* _Data for analysis_
'''
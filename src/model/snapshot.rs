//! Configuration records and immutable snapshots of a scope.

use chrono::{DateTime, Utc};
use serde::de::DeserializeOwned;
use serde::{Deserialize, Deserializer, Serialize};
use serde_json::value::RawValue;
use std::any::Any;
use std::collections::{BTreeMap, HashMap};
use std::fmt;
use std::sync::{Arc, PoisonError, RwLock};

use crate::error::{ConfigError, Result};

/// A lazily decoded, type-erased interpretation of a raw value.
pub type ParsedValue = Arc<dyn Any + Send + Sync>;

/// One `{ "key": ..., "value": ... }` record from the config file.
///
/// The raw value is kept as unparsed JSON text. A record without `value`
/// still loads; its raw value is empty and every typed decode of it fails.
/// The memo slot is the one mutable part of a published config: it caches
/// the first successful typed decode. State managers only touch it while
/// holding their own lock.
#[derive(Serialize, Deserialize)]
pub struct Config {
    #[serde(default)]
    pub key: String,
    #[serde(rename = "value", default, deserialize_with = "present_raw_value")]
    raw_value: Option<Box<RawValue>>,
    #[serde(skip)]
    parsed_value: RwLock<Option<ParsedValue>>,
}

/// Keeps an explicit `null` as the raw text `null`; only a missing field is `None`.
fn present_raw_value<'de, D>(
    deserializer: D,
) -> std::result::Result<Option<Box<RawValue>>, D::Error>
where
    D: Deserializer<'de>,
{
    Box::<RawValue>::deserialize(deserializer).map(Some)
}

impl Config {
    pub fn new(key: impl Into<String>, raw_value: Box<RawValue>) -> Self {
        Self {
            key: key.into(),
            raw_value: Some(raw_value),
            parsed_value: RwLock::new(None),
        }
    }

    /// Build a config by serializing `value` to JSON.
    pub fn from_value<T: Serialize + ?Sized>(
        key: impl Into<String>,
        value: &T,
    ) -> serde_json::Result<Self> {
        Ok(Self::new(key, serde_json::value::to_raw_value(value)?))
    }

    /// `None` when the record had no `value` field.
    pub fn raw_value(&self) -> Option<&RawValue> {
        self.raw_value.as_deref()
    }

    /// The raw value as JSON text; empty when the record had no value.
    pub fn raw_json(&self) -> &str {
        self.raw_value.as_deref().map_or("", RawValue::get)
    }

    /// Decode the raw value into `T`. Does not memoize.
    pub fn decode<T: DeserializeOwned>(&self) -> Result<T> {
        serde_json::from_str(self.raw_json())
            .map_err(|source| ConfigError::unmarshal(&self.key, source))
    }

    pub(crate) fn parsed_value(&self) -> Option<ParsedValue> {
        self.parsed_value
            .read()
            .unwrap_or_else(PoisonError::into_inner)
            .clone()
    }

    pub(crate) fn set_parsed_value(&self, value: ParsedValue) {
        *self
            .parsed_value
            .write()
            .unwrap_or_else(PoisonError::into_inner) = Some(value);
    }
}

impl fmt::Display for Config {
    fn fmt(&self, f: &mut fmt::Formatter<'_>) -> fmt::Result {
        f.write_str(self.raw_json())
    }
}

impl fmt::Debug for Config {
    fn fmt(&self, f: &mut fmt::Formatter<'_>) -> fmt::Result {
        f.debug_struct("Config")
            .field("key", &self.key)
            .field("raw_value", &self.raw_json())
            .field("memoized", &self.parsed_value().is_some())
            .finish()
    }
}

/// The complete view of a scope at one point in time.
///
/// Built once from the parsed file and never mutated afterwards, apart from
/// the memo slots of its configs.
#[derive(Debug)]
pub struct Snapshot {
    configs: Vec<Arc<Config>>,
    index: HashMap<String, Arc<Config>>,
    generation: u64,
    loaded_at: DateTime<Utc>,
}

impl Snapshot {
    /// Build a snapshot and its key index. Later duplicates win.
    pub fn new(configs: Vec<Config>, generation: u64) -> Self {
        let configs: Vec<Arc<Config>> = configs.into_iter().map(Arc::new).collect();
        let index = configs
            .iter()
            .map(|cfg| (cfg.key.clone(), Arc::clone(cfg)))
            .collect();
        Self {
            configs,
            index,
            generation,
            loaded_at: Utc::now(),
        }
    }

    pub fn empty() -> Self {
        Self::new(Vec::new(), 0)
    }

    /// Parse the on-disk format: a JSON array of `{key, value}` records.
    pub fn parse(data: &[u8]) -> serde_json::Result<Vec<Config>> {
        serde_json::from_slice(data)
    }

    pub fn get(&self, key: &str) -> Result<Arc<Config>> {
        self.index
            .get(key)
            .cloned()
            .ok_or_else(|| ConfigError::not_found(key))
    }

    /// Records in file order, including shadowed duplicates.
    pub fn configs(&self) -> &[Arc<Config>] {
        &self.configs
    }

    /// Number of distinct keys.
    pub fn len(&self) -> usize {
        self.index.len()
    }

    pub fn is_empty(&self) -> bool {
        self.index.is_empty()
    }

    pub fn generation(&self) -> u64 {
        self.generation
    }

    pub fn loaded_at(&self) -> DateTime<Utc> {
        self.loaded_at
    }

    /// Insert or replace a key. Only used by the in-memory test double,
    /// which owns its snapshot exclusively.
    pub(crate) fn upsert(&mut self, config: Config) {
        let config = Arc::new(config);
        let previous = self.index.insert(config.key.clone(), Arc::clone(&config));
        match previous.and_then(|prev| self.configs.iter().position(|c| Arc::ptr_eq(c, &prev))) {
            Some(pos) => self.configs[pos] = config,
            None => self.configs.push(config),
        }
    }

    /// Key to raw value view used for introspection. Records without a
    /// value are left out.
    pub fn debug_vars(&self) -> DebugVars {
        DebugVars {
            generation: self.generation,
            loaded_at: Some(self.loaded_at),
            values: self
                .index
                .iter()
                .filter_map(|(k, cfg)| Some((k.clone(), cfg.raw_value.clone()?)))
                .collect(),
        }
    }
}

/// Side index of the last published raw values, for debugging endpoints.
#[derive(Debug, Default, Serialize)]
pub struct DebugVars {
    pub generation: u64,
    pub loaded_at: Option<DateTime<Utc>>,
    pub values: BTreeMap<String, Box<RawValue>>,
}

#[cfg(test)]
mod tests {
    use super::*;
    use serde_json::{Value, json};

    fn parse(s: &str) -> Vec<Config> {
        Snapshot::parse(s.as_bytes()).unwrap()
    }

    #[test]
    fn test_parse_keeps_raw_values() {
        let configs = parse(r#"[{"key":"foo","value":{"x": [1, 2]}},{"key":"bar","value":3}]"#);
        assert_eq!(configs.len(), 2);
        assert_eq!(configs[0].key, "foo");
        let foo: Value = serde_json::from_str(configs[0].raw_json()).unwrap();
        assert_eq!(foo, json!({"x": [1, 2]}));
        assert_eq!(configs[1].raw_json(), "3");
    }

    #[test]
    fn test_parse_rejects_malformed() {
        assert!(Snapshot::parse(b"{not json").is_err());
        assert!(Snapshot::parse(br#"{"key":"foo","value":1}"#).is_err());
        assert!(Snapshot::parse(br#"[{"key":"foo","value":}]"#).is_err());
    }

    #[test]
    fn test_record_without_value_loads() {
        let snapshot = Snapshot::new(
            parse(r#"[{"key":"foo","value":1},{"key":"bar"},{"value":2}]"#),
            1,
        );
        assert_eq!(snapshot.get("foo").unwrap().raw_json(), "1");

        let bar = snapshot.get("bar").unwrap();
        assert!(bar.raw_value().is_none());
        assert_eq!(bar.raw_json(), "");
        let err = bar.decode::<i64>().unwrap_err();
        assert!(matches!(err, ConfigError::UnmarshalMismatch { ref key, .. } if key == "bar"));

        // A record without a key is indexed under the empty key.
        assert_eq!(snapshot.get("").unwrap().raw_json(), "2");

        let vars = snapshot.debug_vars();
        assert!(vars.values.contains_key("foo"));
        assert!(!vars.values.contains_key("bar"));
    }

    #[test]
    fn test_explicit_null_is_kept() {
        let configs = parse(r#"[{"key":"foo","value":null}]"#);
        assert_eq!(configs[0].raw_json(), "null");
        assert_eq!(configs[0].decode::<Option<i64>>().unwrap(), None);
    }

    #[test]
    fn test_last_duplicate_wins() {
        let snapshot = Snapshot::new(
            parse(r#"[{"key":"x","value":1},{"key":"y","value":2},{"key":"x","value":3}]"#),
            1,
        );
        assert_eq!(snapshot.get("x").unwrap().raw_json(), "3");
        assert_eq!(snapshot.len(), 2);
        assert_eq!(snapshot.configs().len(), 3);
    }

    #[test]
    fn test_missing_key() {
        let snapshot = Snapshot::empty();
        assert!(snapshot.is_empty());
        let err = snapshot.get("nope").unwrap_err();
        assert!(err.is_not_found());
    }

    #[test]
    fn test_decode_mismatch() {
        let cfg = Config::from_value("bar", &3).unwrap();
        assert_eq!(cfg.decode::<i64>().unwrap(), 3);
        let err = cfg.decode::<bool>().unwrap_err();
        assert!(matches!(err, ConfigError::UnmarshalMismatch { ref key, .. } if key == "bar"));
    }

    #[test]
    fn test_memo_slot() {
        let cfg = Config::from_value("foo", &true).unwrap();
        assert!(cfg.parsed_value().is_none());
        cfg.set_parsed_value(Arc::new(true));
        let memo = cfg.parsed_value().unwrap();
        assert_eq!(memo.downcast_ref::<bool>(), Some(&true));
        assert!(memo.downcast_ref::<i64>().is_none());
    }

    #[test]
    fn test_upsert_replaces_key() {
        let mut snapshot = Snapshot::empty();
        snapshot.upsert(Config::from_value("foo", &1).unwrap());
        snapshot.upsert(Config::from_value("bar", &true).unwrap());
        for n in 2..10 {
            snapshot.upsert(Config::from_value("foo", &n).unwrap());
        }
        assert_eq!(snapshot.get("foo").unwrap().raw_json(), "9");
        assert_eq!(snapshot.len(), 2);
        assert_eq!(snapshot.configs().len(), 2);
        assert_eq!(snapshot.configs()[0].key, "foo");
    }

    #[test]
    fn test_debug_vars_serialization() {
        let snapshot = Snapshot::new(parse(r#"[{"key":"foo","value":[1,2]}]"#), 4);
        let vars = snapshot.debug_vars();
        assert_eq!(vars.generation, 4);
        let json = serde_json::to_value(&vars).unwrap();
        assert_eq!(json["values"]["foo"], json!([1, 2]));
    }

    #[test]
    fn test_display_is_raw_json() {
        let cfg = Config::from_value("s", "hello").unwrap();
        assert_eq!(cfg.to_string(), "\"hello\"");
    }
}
'''
'''
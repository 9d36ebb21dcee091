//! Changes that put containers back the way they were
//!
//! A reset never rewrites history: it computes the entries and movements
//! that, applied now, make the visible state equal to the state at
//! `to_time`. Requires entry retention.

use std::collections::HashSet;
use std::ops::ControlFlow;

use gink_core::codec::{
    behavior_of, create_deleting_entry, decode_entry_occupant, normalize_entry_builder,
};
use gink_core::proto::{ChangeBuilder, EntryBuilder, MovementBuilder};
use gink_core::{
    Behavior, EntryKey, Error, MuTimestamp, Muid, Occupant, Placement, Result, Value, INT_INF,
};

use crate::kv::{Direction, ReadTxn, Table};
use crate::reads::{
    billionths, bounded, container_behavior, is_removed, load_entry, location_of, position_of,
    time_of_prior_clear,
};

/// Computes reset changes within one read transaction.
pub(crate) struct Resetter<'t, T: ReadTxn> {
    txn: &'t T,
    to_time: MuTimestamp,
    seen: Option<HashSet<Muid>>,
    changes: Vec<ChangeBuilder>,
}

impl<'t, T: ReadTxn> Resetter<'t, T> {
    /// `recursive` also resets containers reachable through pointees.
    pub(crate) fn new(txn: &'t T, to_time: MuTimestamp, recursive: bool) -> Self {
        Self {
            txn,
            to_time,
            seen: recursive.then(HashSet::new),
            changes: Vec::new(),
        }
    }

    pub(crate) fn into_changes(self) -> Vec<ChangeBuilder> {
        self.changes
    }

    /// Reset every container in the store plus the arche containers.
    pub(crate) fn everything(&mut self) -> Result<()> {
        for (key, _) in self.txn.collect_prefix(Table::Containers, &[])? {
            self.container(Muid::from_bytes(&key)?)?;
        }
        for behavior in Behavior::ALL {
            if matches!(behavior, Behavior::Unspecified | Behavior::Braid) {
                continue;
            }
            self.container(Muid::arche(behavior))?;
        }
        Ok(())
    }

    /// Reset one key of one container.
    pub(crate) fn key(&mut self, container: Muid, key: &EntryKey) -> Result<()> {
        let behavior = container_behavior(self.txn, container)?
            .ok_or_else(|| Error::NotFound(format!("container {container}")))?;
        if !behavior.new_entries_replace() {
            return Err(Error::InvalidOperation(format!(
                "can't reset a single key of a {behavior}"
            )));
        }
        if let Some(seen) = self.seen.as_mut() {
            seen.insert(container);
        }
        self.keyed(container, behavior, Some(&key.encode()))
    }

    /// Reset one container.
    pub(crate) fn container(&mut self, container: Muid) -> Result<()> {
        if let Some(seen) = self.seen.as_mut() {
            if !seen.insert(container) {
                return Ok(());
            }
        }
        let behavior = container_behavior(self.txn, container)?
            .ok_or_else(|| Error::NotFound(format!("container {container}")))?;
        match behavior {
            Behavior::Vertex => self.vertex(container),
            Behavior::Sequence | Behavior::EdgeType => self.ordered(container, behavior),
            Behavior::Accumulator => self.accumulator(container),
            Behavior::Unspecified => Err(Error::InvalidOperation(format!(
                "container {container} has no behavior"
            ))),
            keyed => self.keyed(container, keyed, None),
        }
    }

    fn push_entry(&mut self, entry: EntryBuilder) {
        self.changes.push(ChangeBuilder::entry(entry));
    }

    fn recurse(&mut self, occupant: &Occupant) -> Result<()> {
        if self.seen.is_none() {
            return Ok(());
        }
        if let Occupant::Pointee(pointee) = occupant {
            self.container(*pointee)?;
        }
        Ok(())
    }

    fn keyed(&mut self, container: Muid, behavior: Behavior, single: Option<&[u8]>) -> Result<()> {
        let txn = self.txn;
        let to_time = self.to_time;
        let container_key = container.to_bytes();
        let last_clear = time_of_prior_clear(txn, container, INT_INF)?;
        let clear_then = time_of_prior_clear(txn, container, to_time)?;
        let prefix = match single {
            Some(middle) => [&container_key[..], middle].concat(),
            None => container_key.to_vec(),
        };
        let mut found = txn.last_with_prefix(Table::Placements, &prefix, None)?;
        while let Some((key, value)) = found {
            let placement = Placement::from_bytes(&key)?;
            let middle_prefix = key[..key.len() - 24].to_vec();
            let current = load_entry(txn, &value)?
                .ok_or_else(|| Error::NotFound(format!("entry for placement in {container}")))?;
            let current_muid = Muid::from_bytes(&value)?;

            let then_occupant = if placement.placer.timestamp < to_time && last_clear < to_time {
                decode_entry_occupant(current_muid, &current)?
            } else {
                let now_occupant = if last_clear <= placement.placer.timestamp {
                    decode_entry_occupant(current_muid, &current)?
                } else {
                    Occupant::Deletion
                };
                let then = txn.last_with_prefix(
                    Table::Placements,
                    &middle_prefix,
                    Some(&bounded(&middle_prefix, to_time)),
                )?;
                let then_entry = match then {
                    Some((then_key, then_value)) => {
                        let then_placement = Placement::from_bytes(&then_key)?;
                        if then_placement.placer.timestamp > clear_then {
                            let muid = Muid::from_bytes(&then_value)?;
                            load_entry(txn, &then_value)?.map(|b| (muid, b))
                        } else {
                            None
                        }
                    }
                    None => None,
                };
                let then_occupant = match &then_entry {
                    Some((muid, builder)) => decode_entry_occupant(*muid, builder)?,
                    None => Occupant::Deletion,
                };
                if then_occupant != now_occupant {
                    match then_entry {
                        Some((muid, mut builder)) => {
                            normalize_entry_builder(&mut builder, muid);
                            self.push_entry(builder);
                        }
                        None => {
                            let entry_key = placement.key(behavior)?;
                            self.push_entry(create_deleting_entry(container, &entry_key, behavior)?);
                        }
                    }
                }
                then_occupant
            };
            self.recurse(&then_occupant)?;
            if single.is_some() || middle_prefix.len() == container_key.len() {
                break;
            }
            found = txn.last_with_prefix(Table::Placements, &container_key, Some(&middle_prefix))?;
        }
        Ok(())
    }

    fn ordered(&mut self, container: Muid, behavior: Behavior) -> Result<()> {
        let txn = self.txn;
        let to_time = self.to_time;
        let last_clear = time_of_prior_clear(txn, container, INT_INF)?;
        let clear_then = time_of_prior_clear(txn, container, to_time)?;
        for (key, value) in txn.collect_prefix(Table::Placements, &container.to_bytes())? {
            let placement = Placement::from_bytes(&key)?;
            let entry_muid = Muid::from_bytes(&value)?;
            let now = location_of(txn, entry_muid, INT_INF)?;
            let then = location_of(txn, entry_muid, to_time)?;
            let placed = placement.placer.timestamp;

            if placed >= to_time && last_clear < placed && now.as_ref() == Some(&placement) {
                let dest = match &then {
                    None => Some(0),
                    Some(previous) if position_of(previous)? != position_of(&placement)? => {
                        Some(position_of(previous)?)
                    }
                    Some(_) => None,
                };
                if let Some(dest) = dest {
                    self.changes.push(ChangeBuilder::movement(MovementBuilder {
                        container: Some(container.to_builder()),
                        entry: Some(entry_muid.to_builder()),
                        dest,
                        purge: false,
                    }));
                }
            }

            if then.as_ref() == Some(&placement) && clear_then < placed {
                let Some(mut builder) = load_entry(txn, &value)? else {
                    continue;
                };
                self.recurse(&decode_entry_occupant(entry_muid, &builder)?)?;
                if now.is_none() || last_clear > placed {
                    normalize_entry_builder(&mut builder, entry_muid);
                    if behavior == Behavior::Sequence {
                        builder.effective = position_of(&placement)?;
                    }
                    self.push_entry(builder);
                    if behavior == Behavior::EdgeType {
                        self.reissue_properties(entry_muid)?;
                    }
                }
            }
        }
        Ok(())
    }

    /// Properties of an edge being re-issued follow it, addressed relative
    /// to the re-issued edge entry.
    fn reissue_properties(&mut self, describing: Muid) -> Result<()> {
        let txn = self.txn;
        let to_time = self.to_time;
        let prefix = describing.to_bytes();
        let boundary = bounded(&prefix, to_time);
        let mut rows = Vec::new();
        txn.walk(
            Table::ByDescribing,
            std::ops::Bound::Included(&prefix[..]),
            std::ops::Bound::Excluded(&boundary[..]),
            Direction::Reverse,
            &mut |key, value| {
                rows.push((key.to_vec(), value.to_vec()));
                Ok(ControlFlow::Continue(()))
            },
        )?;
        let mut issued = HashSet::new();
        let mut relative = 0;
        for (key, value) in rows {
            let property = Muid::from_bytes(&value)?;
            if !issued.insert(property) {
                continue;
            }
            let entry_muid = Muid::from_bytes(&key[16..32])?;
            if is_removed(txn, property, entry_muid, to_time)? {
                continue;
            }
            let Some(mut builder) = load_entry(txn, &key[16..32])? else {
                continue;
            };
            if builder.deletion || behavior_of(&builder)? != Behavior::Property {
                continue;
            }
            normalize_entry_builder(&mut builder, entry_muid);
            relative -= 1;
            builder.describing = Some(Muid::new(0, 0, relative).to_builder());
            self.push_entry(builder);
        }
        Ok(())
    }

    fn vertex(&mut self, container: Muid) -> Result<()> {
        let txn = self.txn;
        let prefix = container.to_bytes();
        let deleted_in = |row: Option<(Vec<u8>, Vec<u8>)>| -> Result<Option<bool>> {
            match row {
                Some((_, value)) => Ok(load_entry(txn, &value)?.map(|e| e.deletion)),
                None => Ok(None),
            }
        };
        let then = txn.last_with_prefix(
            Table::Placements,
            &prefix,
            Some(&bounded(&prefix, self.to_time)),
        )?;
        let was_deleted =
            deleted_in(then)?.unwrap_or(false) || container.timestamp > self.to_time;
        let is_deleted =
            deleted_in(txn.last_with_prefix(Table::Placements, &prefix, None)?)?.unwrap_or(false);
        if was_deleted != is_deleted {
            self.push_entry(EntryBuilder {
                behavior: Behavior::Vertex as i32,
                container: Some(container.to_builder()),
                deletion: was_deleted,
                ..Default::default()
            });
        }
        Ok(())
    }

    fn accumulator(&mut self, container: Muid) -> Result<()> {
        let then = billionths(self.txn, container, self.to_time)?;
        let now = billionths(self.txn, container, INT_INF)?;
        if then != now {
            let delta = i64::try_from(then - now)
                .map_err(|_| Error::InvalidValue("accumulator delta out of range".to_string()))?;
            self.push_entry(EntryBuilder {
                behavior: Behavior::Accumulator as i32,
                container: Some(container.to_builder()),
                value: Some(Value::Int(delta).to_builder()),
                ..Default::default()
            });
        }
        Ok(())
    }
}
'''
* _Brief_
Could you please give the number of lines in the data above that contain the word "single"? Only the number is needed.

* _Response for this exercise_
4